### What the task asks
If a line in the records below contains the word "GenerationRequest", copy it.

****************************************

//! The generation pipeline: one run takes a topic to a written document
//! plus, in the best case, a canonical hero image.
//!
//! The flow is a straight line with fallbacks at each stage: slug, then the
//! text chain (first success wins, template as the floor), then the image
//! chain (validated candidates up to the requested count, placeholder as
//! the floor), then normalization and assembly. Adapter and normalization
//! failures are logged and absorbed; only filesystem failures writing the
//! document itself abort a run.
//!
//! Runs are single-threaded and there is no cross-process lock per slug;
//! two simultaneous runs on the same topic can interleave sequence numbers.

use std::io;
use std::path::PathBuf;

use thiserror::Error;
use tracing::{info, warn};

use crate::article::{template_article, TextDraft};
use crate::config::{Credentials, GenerationRequest, OutputLayout};
use crate::document::{write_document, Frontmatter};
use crate::imaging::normalize::{to_canonical, Quality};
use crate::imaging::{placeholder, validate, ImageCandidate};
use crate::providers::{
    build_image_chain, build_text_chain, ImageProvider, ImageRequest, TextProvider,
};
use crate::slug::slugify;

#[derive(Debug, Error)]
pub enum PipelineError {
    #[error("topic produced an empty slug")]
    EmptySlug,

    #[error("I/O error: {0}")]
    Io(#[from] io::Error),
}

/// How the run's hero image was obtained.
#[derive(Debug, Clone, Copy, PartialEq, Eq)]
pub enum ImageOutcome {
    /// An external adapter supplied it.
    Provider,
    /// Every adapter failed; the local renderer supplied it.
    Placeholder,
    /// Even the renderer failed; the document has no image reference.
    None,
}

/// What one run produced.
#[derive(Debug)]
pub struct RunReport {
    pub document_path: PathBuf,
    pub slug: String,
    pub title: String,
    pub images: Vec<PathBuf>,
    pub image_outcome: ImageOutcome,
}

pub struct Pipeline {
    text_providers: Vec<Box<dyn TextProvider>>,
    image_providers: Vec<Box<dyn ImageProvider>>,
    layout: OutputLayout,
}

impl Pipeline {
    pub fn new(credentials: &Credentials, layout: OutputLayout) -> Self {
        Self {
            text_providers: build_text_chain(credentials),
            image_providers: build_image_chain(credentials),
            layout,
        }
    }

    /// Construct with explicit chains. Used by tests to inject stubs.
    pub fn with_providers(
        text_providers: Vec<Box<dyn TextProvider>>,
        image_providers: Vec<Box<dyn ImageProvider>>,
        layout: OutputLayout,
    ) -> Self {
        Self {
            text_providers,
            image_providers,
            layout,
        }
    }

    pub fn run(&self, request: &GenerationRequest) -> Result<RunReport, PipelineError> {
        let slug = slugify(&request.topic);
        if slug.is_empty() {
            return Err(PipelineError::EmptySlug);
        }
        info!(topic = %request.topic, %slug, "starting generation run");

        let draft = self.generate_text(request);
        let candidates = self.generate_images(request, &slug);
        let (finals, selected, outcome) = self.select_image(request, &slug, candidates);

        let web_image = selected.as_ref().and_then(|candidate| {
            candidate
                .file_name()
                .map(|name| self.layout.web_image_path(&slug, &name))
        });

        let frontmatter =
            Frontmatter::new(&draft.title, &slug, request.category.as_deref(), web_image);
        let document_path = self.layout.article_path(&slug);
        write_document(&document_path, &frontmatter, &draft.body)?;
        info!(path = %document_path.display(), outcome = ?outcome, "document written");

        let image_paths: Vec<PathBuf> = finals.iter().map(|c| c.path.clone()).collect();

        Ok(RunReport {
            document_path,
            slug,
            title: frontmatter.title,
            images: image_paths,
            image_outcome: outcome,
        })
    }

    /// First adapter success wins; exhaustion falls back to the template.
    fn generate_text(&self, request: &GenerationRequest) -> TextDraft {
        for provider in &self.text_providers {
            match provider.generate(request) {
                Ok(draft) => {
                    info!(provider = provider.name(), title = %draft.title, "text adapter succeeded");
                    return draft;
                }
                Err(e) => {
                    warn!(provider = provider.name(), error = %e, "text adapter failed");
                }
            }
        }
        info!("all text adapters exhausted, using local template");
        template_article(request)
    }

    /// Collect validated candidates from the chain, stopping at the
    /// requested count. Adapters already validate what they write; the
    /// filter here keeps the guarantee independent of adapter behavior.
    fn generate_images(&self, request: &GenerationRequest, slug: &str) -> Vec<ImageCandidate> {
        let prompt = request.hero_prompt();
        let target_dir = self.layout.image_dir(slug);
        let mut collected: Vec<ImageCandidate> = Vec::new();

        for provider in &self.image_providers {
            if collected.len() >= request.image_count {
                break;
            }
            let image_request = ImageRequest {
                prompt: &prompt,
                slug,
                target_dir: &target_dir,
                count: request.image_count - collected.len(),
            };
            match provider.generate(&image_request) {
                Ok(candidates) => {
                    let mut accepted = 0usize;
                    for candidate in candidates {
                        if collected.len() >= request.image_count {
                            break;
                        }
                        if validate::is_valid(&candidate) {
                            collected.push(candidate);
                            accepted += 1;
                        } else {
                            warn!(
                                provider = provider.name(),
                                path = %candidate.path.display(),
                                bytes = candidate.byte_len,
                                "discarding invalid image candidate"
                            );
                        }
                    }
                    info!(provider = provider.name(), accepted, "image adapter finished");
                }
                Err(e) => {
                    warn!(provider = provider.name(), error = %e, "image adapter failed");
                }
            }
        }
        collected
    }

    /// Normalize the collected candidates and pick the first usable one,
    /// falling back to the placeholder renderer. Returns all final on-disk
    /// images, the selected hero, and how it was obtained.
    fn select_image(
        &self,
        request: &GenerationRequest,
        slug: &str,
        candidates: Vec<ImageCandidate>,
    ) -> (Vec<ImageCandidate>, Option<ImageCandidate>, ImageOutcome) {
        let mut finals: Vec<ImageCandidate> = Vec::new();
        for candidate in candidates {
            match to_canonical(&candidate.path, Quality::default()) {
                Ok(path) => match ImageCandidate::from_path(path) {
                    Ok(canonical) => finals.push(canonical),
                    Err(e) => {
                        warn!(error = %e, "could not stat normalized image, keeping original");
                        finals.push(candidate);
                    }
                },
                Err(e) => {
                    warn!(
                        path = %candidate.path.display(),
                        error = %e,
                        "normalization failed, keeping original format"
                    );
                    finals.push(candidate);
                }
            }
        }

        if let Some(first) = finals.first().cloned() {
            return (finals, Some(first), ImageOutcome::Provider);
        }

        match placeholder::render(&self.layout.image_dir(slug), slug, request) {
            Ok(candidate) => {
                info!(path = %candidate.path.display(), "placeholder hero rendered");
                (vec![candidate.clone()], Some(candidate), ImageOutcome::Placeholder)
            }
            Err(e) => {
                warn!(error = %e, "placeholder rendering failed, document will have no image");
                (Vec::new(), None, ImageOutcome::None)
            }
        }
    }
}

#[cfg(test)]
mod tests {
    use super::*;
    use crate::providers::ProviderError;

    struct FailingText;

    impl TextProvider for FailingText {
        fn name(&self) -> &str {
            "failing"
        }
        fn generate(&self, _: &GenerationRequest) -> Result<TextDraft, ProviderError> {
            Err(ProviderError::Empty)
        }
    }

    struct CannedText(&'static str);

    impl TextProvider for CannedText {
        fn name(&self) -> &str {
            "canned"
        }
        fn generate(&self, request: &GenerationRequest) -> Result<TextDraft, ProviderError> {
            Ok(TextDraft::from_body(&request.topic, self.0.to_string()))
        }
    }

    fn pipeline_with_text(providers: Vec<Box<dyn TextProvider>>) -> Pipeline {
        Pipeline::with_providers(providers, Vec::new(), OutputLayout::default())
    }

    #[test]
    fn first_text_success_wins() {
        let pipeline = pipeline_with_text(vec![
            Box::new(FailingText),
            Box::new(CannedText("# Desde el segundo\n\ncuerpo")),
            Box::new(CannedText("# Nunca llega\n")),
        ]);
        let draft = pipeline.generate_text(&GenerationRequest::new("tema"));
        assert_eq!(draft.title, "Desde el segundo");
    }

    #[test]
    fn exhausted_text_chain_uses_template() {
        let pipeline = pipeline_with_text(vec![Box::new(FailingText), Box::new(FailingText)]);
        let draft = pipeline.generate_text(&GenerationRequest::new("Mi Tema"));
        assert_eq!(draft.title, "Mi Tema");
        assert!(draft.body.contains("## Conclusión"));
    }

    #[test]
    fn empty_slug_aborts() {
        let pipeline = pipeline_with_text(Vec::new());
        let err = pipeline.run(&GenerationRequest::new("@#$%")).unwrap_err();
        assert!(matches!(err, PipelineError::EmptySlug));
    }
}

****************************************

### Expected output
use crate::config::{Credentials, GenerationRequest, OutputLayout};
    pub fn run(&self, request: &GenerationRequest) -> Result<RunReport, PipelineError> {
    fn generate_text(&self, request: &GenerationRequest) -> TextDraft {
    fn generate_images(&self, request: &GenerationRequest, slug: &str) -> Vec<ImageCandidate> {
        request: &GenerationRequest,
        fn generate(&self, _: &GenerationRequest) -> Result<TextDraft, ProviderError> {
        fn generate(&self, request: &GenerationRequest) -> Result<TextDraft, ProviderError> {
        let draft = pipeline.generate_text(&GenerationRequest::new("tema"));
        let draft = pipeline.generate_text(&GenerationRequest::new("Mi Tema"));
        let err = pipeline.run(&GenerationRequest::new("@#$%")).unwrap_err();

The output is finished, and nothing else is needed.